The Diophantine equation

$$ \frac{1}{w} + \frac{1}{x} + \frac{1}{y} + \frac{1}{z} = \frac{m}{ n}, $$
(2.48)

where \(m, n>1\) are integers, has only a finite number of solutions in the positive integers \(w, x, y\), and z.

Proof

Let us assume that \(w \leq x \leq y \leq z\). Then

$$\begin{aligned} \frac{4}{z} &\leq \frac{1}{w} + \frac{1}{x} + \frac{1}{y} + \frac{1}{z} \leq \frac{4}{w} \\ &\Rightarrow \frac{4}{z} \leq \frac{m}{n} \leq \frac{4}{w} \\ &\Rightarrow \frac{1}{z} \leq \frac{m}{4n} \leq \frac{1}{w} \\ &\Rightarrow z\geq \frac{4n}{m} \geq w. \end{aligned}$$

Again \(\frac{1}{w} < \frac{m}{n} \) and thus \(w > \frac{n}{m}\).

This shows that \(w\in ( \frac{n}{m}, \frac{4n}{m}]\) and hence xhas only a finite number of integer values.

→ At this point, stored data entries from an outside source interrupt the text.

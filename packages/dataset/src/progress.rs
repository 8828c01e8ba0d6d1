//! Progress reporting trait for long-running pipeline stages.
//!
//! Decouples progress reporting from any specific rendering backend
//! (`indicatif` bars in the interactive CLI, log-only reporting, or
//! silence in the stage binaries and tests). Rendering implementations
//! live upstream in crates that choose a backend.

use std::sync::Arc;

/// Trait for reporting progress from long-running operations.
///
/// Implementations must be `Send + Sync` to support use across spawned
/// tokio tasks and `Arc`-based sharing.
pub trait ProgressCallback: Send + Sync {
    /// Set the total expected units of work (enables percentage/ETA).
    fn set_total(&self, total: u64);

    /// Advance progress by `delta` units.
    fn inc(&self, delta: u64);

    /// Update the message displayed alongside the progress indicator.
    fn set_message(&self, msg: String);

    /// Mark progress as complete with a final message.
    fn finish(&self, msg: String);
}

/// A no-op implementation of [`ProgressCallback`] that silently ignores
/// all progress updates.
pub struct NullProgress;

impl ProgressCallback for NullProgress {
    fn set_total(&self, _total: u64) {}
    fn inc(&self, _delta: u64) {}
    fn set_message(&self, _msg: String) {}
    fn finish(&self, _msg: String) {}
}

/// Returns a shared [`NullProgress`] instance for convenient use.
#[must_use]
pub fn null_progress() -> Arc<dyn ProgressCallback> {
    Arc::new(NullProgress)
}
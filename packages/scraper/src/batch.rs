//! Bounded fan-out over a batch of search phrases.
//!
//! Each phrase runs one full scrape-and-download cycle in its own
//! WebDriver session; at most [`SCRAPE_WORKERS`] run at once. Phrases
//! share no state, so one phrase failing leaves the others untouched.
//! Every phrase's result is collected and a summary is logged — nothing
//! is fire-and-forget.

use std::path::Path;
use std::sync::Arc;

use futures::StreamExt as _;
use photocard_dataset::ProgressCallback;

use crate::ScrapeError;
use crate::mercari;

/// Maximum number of concurrent scrape sessions.
pub const SCRAPE_WORKERS: usize = 4;

/// The result of scraping one phrase.
pub struct PhraseOutcome {
    /// The search phrase.
    pub phrase: String,
    /// Unique listing count on success, or the error that stopped the
    /// phrase.
    pub result: Result<usize, ScrapeError>,
}

/// Scrapes every phrase, at most [`SCRAPE_WORKERS`] at a time.
///
/// Returns one [`PhraseOutcome`] per input phrase. Completion order across
/// workers is unordered; the returned vector is in completion order.
pub async fn scrape_phrases(
    webdriver_url: &str,
    phrases: &[String],
    csv_dir: &Path,
    images_root: &Path,
    progress: &Arc<dyn ProgressCallback>,
) -> Vec<PhraseOutcome> {
    progress.set_total(phrases.len() as u64);

    let outcomes: Vec<PhraseOutcome> = futures::stream::iter(phrases.iter().cloned())
        .map(|phrase| {
            let progress = Arc::clone(progress);
            async move {
                log::info!("Scraping phrase '{phrase}'");
                let result = mercari::scrape_phrase(webdriver_url, &phrase, csv_dir, images_root)
                    .await
                    .inspect_err(|e| log::error!("Scrape failed for '{phrase}': {e}"));
                progress.inc(1);
                PhraseOutcome { phrase, result }
            }
        })
        .buffer_unordered(SCRAPE_WORKERS)
        .collect()
        .await;

    let failed = outcomes.iter().filter(|o| o.result.is_err()).count();
    let listings: usize = outcomes
        .iter()
        .filter_map(|o| o.result.as_ref().ok())
        .sum();
    log::info!(
        "Scrape batch complete: {} phrases, {listings} unique listings, {failed} failed",
        outcomes.len()
    );
    progress.finish(format!("Scraped {} phrases ({failed} failed)", outcomes.len()));

    outcomes
}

Now let \(w = p_{1}\) be such an integer value. Then Eq. (2.48) gives

$$ \frac{1}{x} + \frac{1}{y} + \frac{1}{z} = \frac{m}{n} - \frac{1}{ p_{1}} = \frac{p_{1} m-n}{p_{1} n} = \frac{m_{2}}{n_{2}}. $$
(2.49)

Also, \(x\leq y\leq z\Rightarrow \frac{3}{z} \leq \frac{m_{1}}{n_{1}} \leq \frac{3}{x} \Rightarrow x\leq \frac{3 n_{1}}{m_{1}} \leq z\).

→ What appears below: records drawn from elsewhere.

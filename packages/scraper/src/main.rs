#![cfg_attr(feature = "fail-on-warnings", deny(warnings))]
#![warn(clippy::all, clippy::pedantic, clippy::nursery, clippy::cargo)]
#![allow(clippy::multiple_crate_versions, clippy::cargo_common_metadata)]

//! CLI entry point for the Mercari photocard scraper.

use std::path::PathBuf;

use clap::{Parser, Subcommand};
use photocard_dataset::{null_progress, paths};
use photocard_scraper::{roster, scrape_phrase, scrape_phrases, webdriver_url_from_env};

#[derive(Parser)]
#[command(name = "photocard_scraper", about = "Mercari photocard scraper")]
struct Cli {
    /// WebDriver endpoint (defaults to `WEBDRIVER_URL` or local chromedriver)
    #[arg(long)]
    webdriver_url: Option<String>,

    /// Directory for scraped CSVs
    #[arg(long)]
    csv_dir: Option<PathBuf>,

    /// Root directory for downloaded images
    #[arg(long)]
    images_dir: Option<PathBuf>,

    #[command(subcommand)]
    command: Option<Commands>,
}

#[derive(Subcommand)]
enum Commands {
    /// Scrape every member in the embedded rosters (default)
    All,
    /// Scrape a single search phrase
    Phrase {
        /// The search phrase, e.g. "ジミン フォトカード"
        phrase: String,
    },
    /// List the embedded rosters and their members
    Rosters,
}

#[tokio::main]
async fn main() -> Result<(), Box<dyn std::error::Error>> {
    pretty_env_logger::init();
    let cli = Cli::parse();

    let webdriver_url = cli.webdriver_url.unwrap_or_else(webdriver_url_from_env);
    let csv_dir = cli.csv_dir.unwrap_or_else(paths::scraped_csv_dir);
    let images_dir = cli.images_dir.unwrap_or_else(paths::images_dir);

    match cli.command.unwrap_or(Commands::All) {
        Commands::All => {
            let phrases = roster::all_search_phrases();
            log::info!("Scraping {} roster members", phrases.len());
            let outcomes = scrape_phrases(
                &webdriver_url,
                &phrases,
                &csv_dir,
                &images_dir,
                &null_progress(),
            )
            .await;

            let failed: Vec<&str> = outcomes
                .iter()
                .filter(|o| o.result.is_err())
                .map(|o| o.phrase.as_str())
                .collect();
            if !failed.is_empty() {
                log::warn!("{} phrases failed: {}", failed.len(), failed.join(", "));
            }
        }
        Commands::Phrase { phrase } => {
            let count = scrape_phrase(&webdriver_url, &phrase, &csv_dir, &images_dir).await?;
            log::info!("Scraped {count} unique listings for '{phrase}'");
        }
        Commands::Rosters => {
            for roster in roster::all_rosters() {
                println!("{} ({} members)", roster.name, roster.members.len());
                for member in &roster.members {
                    println!(
                        "  {:20} {:14} {}",
                        member.stage_name,
                        member.group,
                        member.search_phrase()
                    );
                }
            }
        }
    }

    Ok(())
}
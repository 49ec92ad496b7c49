//! Standard exit codes (BSD sysexits.h compatible)

/// Successful termination
pub const OK: i32 = 0;

/// Command line usage error
pub const USAGE: i32 = 64;

/// Data format error: the requested tree edit was rejected
pub const DATAERR: i32 = 65;

/// Input/output error
pub const IOERR: i32 = 74;

/// Configuration error
pub const CONFIG: i32 = 78;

But \(x> \frac{n_{1}}{m_{1}}\) as \(\frac{1}{x} < \frac{m_{1}}{n_{1}}\). Thus \(x\in ( \frac{n_{1}}{m_{1}}, \frac{3 n_{1}}{m_{1}}]\) and hence xcan take only a finite number of integer values. Let \(x= p_{2}\) be such a value. Then Eq. (2.49) implies

$$ \frac{1}{y} + \frac{1}{z} = \frac{m_{1}}{n_{1}} - \frac{1}{p_{2}} = \frac{m_{2}}{n_{2}}. $$
(2.50)

Since \(\frac{m_{2}}{n_{2}} \leq \frac{2}{y} \), so that \(y\in [ p_{2}, \frac{2 n_{2}}{m_{2}} ]\) and thus ycan also take only a finite number of integer values. Finally, if \(y= p_{3}\) is such a value, then Eq. (2.50) gives \(z= \frac{p_{3} n_{2}}{p_{3} m- n_{2}}\). Thus the number of integer values of z is also finite. □

Following a similar procedure, we can also establish the following result.

Theorem 2.3

The Diophantine equation

$$ \frac{1}{x_{1}} + \frac{1}{x_{2}} + \frac{1}{x_{3}} +\cdots+ \frac{1}{ x_{n}} = \frac{p}{q}, $$
(2.51)

where \(p, q >1\) are integers, has only a finite number of solutions in the positive integers \(x_{1}, x_{2},\ldots, x_{n}\).

3 Conclusion

In this paper, we explicitly find the solutions in positive integers \(w, x, y\), and z of the title equation. Applying an analogue procedure, we prove that the Diophantine equation

$$\frac{1}{w} + \frac{1}{x} + \frac{1}{y} + \frac{1}{z} = \frac{m}{n}, $$

where \(m, n>1\) are integers, has only a finite number of solutions in the positive integers \(w, x, y\), and z. We finally claim that the same holds for Eq. (2.51).